L’ex-dictateur tchadien âgé de 77 ans avait bénéficié d’une permission de sortie de 60 jours à cause des risques de contamination existant dans les prisons.
Coronavirus oblige, le Sénégal a pris des mesures sanitaires pour empêcher des contaminations en masse dans ses prisons. C’est dans ce cadre que l’ex-président tchadien Hissène Habré (1982-1990), condamné à perpétuité par une juridiction africaine à Dakar pour crimes contre l’humanité, a été autorisé à sortir de prison le 7 avril pour une durée de 60 jours. Un temps qu’il a passé sous surveillance pénitentiaire entre les domiciles de ses deux épouses installées, elles aussi, dans la capitale sénégalaise.

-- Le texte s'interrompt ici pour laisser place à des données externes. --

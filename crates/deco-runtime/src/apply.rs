//! The decoration algorithm.
//!
//! `apply` is what the rewritten program calls once per decorated
//! declaration. It runs five ordered steps: coalesce accessor halves,
//! fold every element through its decorators (splicing extras in as they
//! appear), fold the class decorators, define the resolved properties, then
//! run the collected finishers.

use std::collections::HashMap;
use std::rc::Rc;

use crate::descriptor::{
    ClassDecorator, ClassDescriptor, DescriptorKind, ElementDescriptor, Finisher,
};
use crate::error::RuntimeError;
use crate::value::{FunctionRef, ObjectRef, Value};

/// Identity of an element slot: staticness plus key.
type ElementKey = (bool, String);

fn element_key(element: &ElementDescriptor) -> ElementKey {
    (element.is_static, element.key.clone())
}

/// Working state for one declaration: the ordered element list, a key index
/// remembering each slot's position, which accessor halves have carried
/// decorators per slot, and the finishers collected so far.
struct Decoration {
    work: Vec<ElementDescriptor>,
    index: HashMap<ElementKey, usize>,
    decorated_accessors: HashMap<ElementKey, (bool, bool)>,
    finishers: Vec<Finisher>,
}

impl Decoration {
    fn new() -> Self {
        Self {
            work: Vec::new(),
            index: HashMap::new(),
            decorated_accessors: HashMap::new(),
            finishers: Vec::new(),
        }
    }

    /// Track which halves of an accessor slot have carried decorators.
    /// Redefining a decorated half is last-write-wins; decorating the
    /// opposite half of an already-decorated slot is the runtime edition of
    /// the both-halves error.
    fn note_decorated_accessor(&mut self, element: &ElementDescriptor) -> Result<(), RuntimeError> {
        if !element.descriptor.is_accessor() || element.decorators.is_empty() {
            return Ok(());
        }
        let key = element_key(element);
        let halves = (
            element.descriptor.get.is_some(),
            element.descriptor.set.is_some(),
        );
        if let Some(&(had_get, had_set)) = self.decorated_accessors.get(&key) {
            let same_half = (halves.0 && had_get) || (halves.1 && had_set);
            if !same_half {
                return Err(RuntimeError::BothAccessorsDecorated {
                    key: element.key.clone(),
                });
            }
        }
        self.decorated_accessors.insert(key, halves);
        Ok(())
    }

    /// Step 1, one element at a time: accessor halves sharing a slot merge
    /// last-write-wins; any other collision replaces the earlier element in
    /// place (later definition wins, original position kept); fresh keys
    /// append.
    fn admit(&mut self, element: ElementDescriptor) -> Result<(), RuntimeError> {
        if element.kind != DescriptorKind::Property {
            return Err(RuntimeError::UnsupportedElementKind {
                found: element.kind.as_str().to_string(),
            });
        }
        self.note_decorated_accessor(&element)?;

        let key = element_key(&element);
        match self.index.get(&key).copied() {
            Some(pos)
                if self.work[pos].descriptor.is_accessor()
                    && element.descriptor.is_accessor() =>
            {
                let existing = &mut self.work[pos];
                if element.descriptor.get.is_some() {
                    existing.descriptor.get = element.descriptor.get;
                }
                if element.descriptor.set.is_some() {
                    existing.descriptor.set = element.descriptor.set;
                }
                existing.descriptor.enumerable = element.descriptor.enumerable;
                existing.descriptor.configurable = element.descriptor.configurable;
                if !element.decorators.is_empty() {
                    existing.decorators = element.decorators;
                }
            }
            Some(pos) => {
                self.work[pos] = element;
            }
            None => {
                self.index.insert(key, self.work.len());
                self.work.push(element);
            }
        }
        Ok(())
    }

    /// Step 2: fold each element through its decorator list in stored order
    /// (deepest-declared first). Extras splice in right after their producer
    /// and are picked up by the same loop, decorators and all.
    fn decorate_all(&mut self) -> Result<(), RuntimeError> {
        let mut i = 0;
        while i < self.work.len() {
            let decorators = std::mem::take(&mut self.work[i].decorators);
            let before = element_key(&self.work[i]);
            let mut current = self.work[i].clean()?;
            let mut extras = Vec::new();

            for decorator in &decorators {
                let outcome = decorator(current)?;
                if let Some(finisher) = outcome.finisher {
                    self.finishers.push(finisher);
                }
                extras.extend(outcome.extras);
                current = outcome.element.clean()?;
            }

            let after = element_key(&current);
            if after != before {
                if self.index.get(&before) == Some(&i) {
                    self.index.remove(&before);
                }
                self.index.entry(after).or_insert(i);
            }
            self.work[i] = current;

            self.splice(i + 1, extras)?;
            i += 1;
        }
        Ok(())
    }

    /// Splice extras in as standalone elements, keeping the key index and the
    /// decorated-accessor tracking coherent so a both-halves conflict arising
    /// dynamically is still rejected.
    fn splice(
        &mut self,
        position: usize,
        extras: Vec<ElementDescriptor>,
    ) -> Result<(), RuntimeError> {
        let mut at = position;
        for extra in extras {
            if extra.kind != DescriptorKind::Property {
                return Err(RuntimeError::UnsupportedElementKind {
                    found: extra.kind.as_str().to_string(),
                });
            }
            self.note_decorated_accessor(&extra)?;

            let key = element_key(&extra);
            for pos in self.index.values_mut() {
                if *pos >= at {
                    *pos += 1;
                }
            }
            self.index.entry(key).or_insert(at);
            self.work.insert(at, extra);
            at += 1;
        }
        Ok(())
    }
}

/// Decorate one declaration.
///
/// For a class, pass the constructor and leave `target` as `None` (the
/// constructor's prototype is the instance-side target); for an object
/// literal, pass the target and no constructor. Returns the final constructor
/// or the mutated target.
pub fn apply(
    ctor: Option<FunctionRef>,
    target: Option<ObjectRef>,
    elements: Vec<ElementDescriptor>,
    class_decorators: Vec<ClassDecorator>,
) -> Result<Value, RuntimeError> {
    let (instance_target, result) = match (&ctor, &target) {
        (Some(c), None) => (c.prototype(), Value::Function(c.clone())),
        (Some(c), Some(t)) => (t.clone(), Value::Function(c.clone())),
        (None, Some(t)) => (t.clone(), Value::Object(t.clone())),
        (None, None) => return Err(RuntimeError::MissingSubject),
    };
    if ctor.is_none() && !class_decorators.is_empty() {
        return Err(RuntimeError::ClassDecoratorsWithoutConstructor);
    }

    let mut decoration = Decoration::new();
    for element in elements {
        decoration.admit(element)?;
    }
    decoration.decorate_all()?;
    let Decoration {
        work, mut finishers, ..
    } = decoration;

    let mut resolved = work;
    if let Some(ctor) = &ctor {
        if !class_decorators.is_empty() {
            let mut descriptor = ClassDescriptor {
                kind: DescriptorKind::Class,
                constructor: ctor.clone(),
                parent: None,
                members: resolved,
            };
            for decorator in &class_decorators {
                let outcome = decorator(descriptor)?;
                if let Some(finisher) = outcome.finisher {
                    finishers.push(finisher);
                }
                descriptor = outcome.descriptor;
                if descriptor.kind != DescriptorKind::Class {
                    return Err(RuntimeError::ClassKindChanged {
                        found: descriptor.kind.as_str().to_string(),
                    });
                }
                if !Rc::ptr_eq(&descriptor.constructor, ctor) {
                    return Err(RuntimeError::ConstructorReplaced {
                        name: ctor.name().to_string(),
                    });
                }
            }
            resolved = descriptor.members;
        }
    }

    for element in &resolved {
        // Class decorators may have edited `members`; cleaning is idempotent
        // for everything that already went through decoration.
        let cleaned = element.clean()?;
        if cleaned.is_static {
            match &ctor {
                Some(c) => c.define_static(cleaned.key.as_str(), cleaned.descriptor),
                None => {
                    return Err(RuntimeError::StaticElementOnObject { key: cleaned.key });
                }
            }
        } else {
            instance_target.define_property(cleaned.key.as_str(), cleaned.descriptor);
        }
    }

    for finisher in finishers {
        finisher(result.clone())?;
    }
    Ok(result)
}

#[cfg(test)]
mod tests {
    use super::*;
    use crate::descriptor::ElementOutcome;
    use crate::value::{JsFunction, JsObject};

    fn noop_fn(name: &str) -> FunctionRef {
        JsFunction::native(name, Rc::new(|_, _| Ok(Value::Undefined)))
    }

    fn identity() -> crate::descriptor::ElementDecorator {
        Rc::new(|element| Ok(ElementOutcome::of(element)))
    }

    #[test]
    fn test_split_accessor_elements_remerge() {
        let mut decoration = Decoration::new();
        decoration
            .admit(ElementDescriptor::getter("a", noop_fn("get a")))
            .unwrap();
        decoration
            .admit(ElementDescriptor::method("m", noop_fn("m")))
            .unwrap();
        decoration
            .admit(ElementDescriptor::setter("a", noop_fn("set a")))
            .unwrap();
        assert_eq!(decoration.work.len(), 2);
        let merged = &decoration.work[0];
        assert!(merged.descriptor.get.is_some());
        assert!(merged.descriptor.set.is_some());
    }

    #[test]
    fn test_both_halves_decorated_rejected_at_merge() {
        let mut decoration = Decoration::new();
        decoration
            .admit(ElementDescriptor::getter("a", noop_fn("get a")).decorated(identity()))
            .unwrap();
        let err = decoration
            .admit(ElementDescriptor::setter("a", noop_fn("set a")).decorated(identity()))
            .unwrap_err();
        assert_eq!(
            err,
            RuntimeError::BothAccessorsDecorated { key: "a".to_string() }
        );
    }

    #[test]
    fn test_redecorating_the_same_half_wins_last() {
        let mut decoration = Decoration::new();
        decoration
            .admit(ElementDescriptor::getter("a", noop_fn("get v1")).decorated(identity()))
            .unwrap();
        decoration
            .admit(ElementDescriptor::getter("a", noop_fn("get v2")).decorated(identity()))
            .unwrap();
        assert_eq!(decoration.work.len(), 1);
        assert_eq!(decoration.work[0].decorators.len(), 1);
    }

    #[test]
    fn test_decorating_one_half_is_fine() {
        let mut decoration = Decoration::new();
        decoration
            .admit(ElementDescriptor::getter("a", noop_fn("get a")))
            .unwrap();
        decoration
            .admit(ElementDescriptor::setter("a", noop_fn("set a")).decorated(identity()))
            .unwrap();
        assert_eq!(decoration.work.len(), 1);
        assert_eq!(decoration.work[0].decorators.len(), 1);
    }

    #[test]
    fn test_data_collision_replaces_in_place() {
        let mut decoration = Decoration::new();
        decoration
            .admit(ElementDescriptor::value("a", Value::Number(1.0)))
            .unwrap();
        decoration
            .admit(ElementDescriptor::value("b", Value::Number(2.0)))
            .unwrap();
        decoration
            .admit(ElementDescriptor::value("a", Value::Number(3.0)))
            .unwrap();
        assert_eq!(decoration.work.len(), 2);
        assert_eq!(decoration.work[0].key, "a");
        assert_eq!(decoration.work[0].descriptor.value, Some(Value::Number(3.0)));
    }

    #[test]
    fn test_static_and_instance_slots_are_distinct() {
        let mut decoration = Decoration::new();
        decoration
            .admit(ElementDescriptor::method("run", noop_fn("run")))
            .unwrap();
        decoration
            .admit(ElementDescriptor::method("run", noop_fn("run")).static_member())
            .unwrap();
        assert_eq!(decoration.work.len(), 2);
    }

    #[test]
    fn test_missing_subject() {
        let err = apply(None, None, vec![], vec![]).unwrap_err();
        assert_eq!(err, RuntimeError::MissingSubject);
    }

    #[test]
    fn test_class_decorators_need_a_constructor() {
        let target = JsObject::new();
        let decorator: ClassDecorator =
            Rc::new(|descriptor| Ok(crate::descriptor::ClassOutcome::of(descriptor)));
        let err = apply(None, Some(target), vec![], vec![decorator]).unwrap_err();
        assert_eq!(err, RuntimeError::ClassDecoratorsWithoutConstructor);
    }
}
//! The traversal contract between the host compiler and a rewrite pass.
//!
//! The host walks the tree and invokes one callback per node type, once per
//! declaration; it makes no other ordering promises. A pass advertises the
//! syntax extensions it needs through [`Pass::required_syntax`], and the host
//! refuses to run it against a parser that cannot produce those shapes.

use super::*;

/// Syntax extensions a host parser can be asked to enable.
#[derive(Debug, Clone, Copy, PartialEq, Eq, Hash)]
pub enum SyntaxExtension {
    /// `@expr` annotations on classes, class members, and object properties.
    Decorators,
}

/// Per-node-type callbacks a host traversal drives a pass through.
///
/// Every callback defaults to a no-op so a pass only implements the node
/// types it cares about. `class_declaration` returns statements the host
/// inserts immediately after the declaration; the other callbacks edit the
/// node in place or fail.
pub trait Pass {
    type Error;

    fn required_syntax(&self) -> &'static [SyntaxExtension] {
        &[]
    }

    fn class_declaration(
        &mut self,
        _class: &mut Node<ClassDecl>,
    ) -> Result<Vec<Node<Stmt>>, Self::Error> {
        Ok(Vec::new())
    }

    fn class_expression(&mut self, _class: &mut Node<ClassExpr>) -> Result<(), Self::Error> {
        Ok(())
    }

    fn object_expression(&mut self, _object: &mut Node<Expr>) -> Result<(), Self::Error> {
        Ok(())
    }

    fn function_declaration(
        &mut self,
        _function: &mut Node<FunctionDecl>,
    ) -> Result<(), Self::Error> {
        Ok(())
    }
}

Cette autorisation très contestée était arrivée à son terme samedi 6 juin. « L’affaire Hissène Habré est actuellement en instruction devant le juge de l’exécution des peines. Il va devoir retourner demain (dimanche) en prison, comme cela avait été indiqué », a indiqué samedi soir le ministre sénégalais de la Justice, Me Malick Sall. L’ex-dictateur, âgé de 77 ans, est donc bien retourné dimanche soir vers 18 heures heure locale à la maison d’arrêt du cap Manuel où il purge sa peine.
Lire aussi Covid-19 : Hissène Habré provisoirement libéré
Aménagement provisoire de peine
« C’est tout à fait vrai. La permission de sortie de 60 jours a pris fin ce samedi. Il y a quelques jours, une démarche de renouvellement de cette permission a été entreprise par nos avocats auprès des juges d’application des peines », a confirmé à la presse son épouse, Fatima Raymonde Habré.
Selon elle, la Justice a répondu vendredi et a rejeté la demande en posant deux conditions.
« Premièrement, elle a dit qu’il faut que le président Hissène Habré réintègre la prison avant de demander un renouvellement d’une autre permission. Deuxièmement, il ne pourrait la faire qu’après un mois en prison. Autrement dit, il faudrait attendre le 6 juillet pour refaire une demande », a-t-elle ajouté, tout en dénonçant « des risques plus graves encore pour sa santé qu’au début de la permission », à l’heure où le Sénégal compte plus de 4 328 cas de Covid-19, dont 49 décès.
Le collectif des victimes inquiet
Les associations de victimes avaient dit redouter une « libération déguisée » du président tchadien déchu à la faveur de cette « mesure humanitaire et de précaution », selon les autorités sénégalaises.
Le juge de l’application des peines avait motivé sa décision par le fait que Hissène Habré était « particulièrement vulnérable à ce coronavirus » et la nécessité de faire de la place dans sa prison, choisie pour mettre en quarantaine les prisonniers en début de détention. Hissène Habré suivait un traitement médical depuis la propagation de la pandémie de coronavirus au Sénégal, avait plaidé son avocat.
Le 30 mai 2016, Habré a été condamné, par les Chambres africaines extraordinaires mises en place par l’Union africaine, à la prison à perpétuité pour crimes contre l’humanité, crimes de guerre et torture, notamment pour des faits de violences sexuelles et viol. En sus, il doit allouer un montant de 82 milliards de francs CFA à 7 396 victimes identifiées. Il a été condamné en appel en 2017 à la prison à perpétuité à Dakar (par les Chambres africaines extraordinaires) pour crimes de guerre et crimes contre l’humanité durant son régime, au Tchad, entre 1982 et 1990. « Les victimes de l’ancien dictateur tchadien Hissène Habré attendent toujours de recevoir un début d’indemnisation, quatre ans après sa condamnation historique au Sénégal », rappelait le 29 mai le Collectif des victimes de l’ex-homme fort de N’Djamena représenté par Reed Brody, avocat pour l’ONG Human Rights Watch (HRW).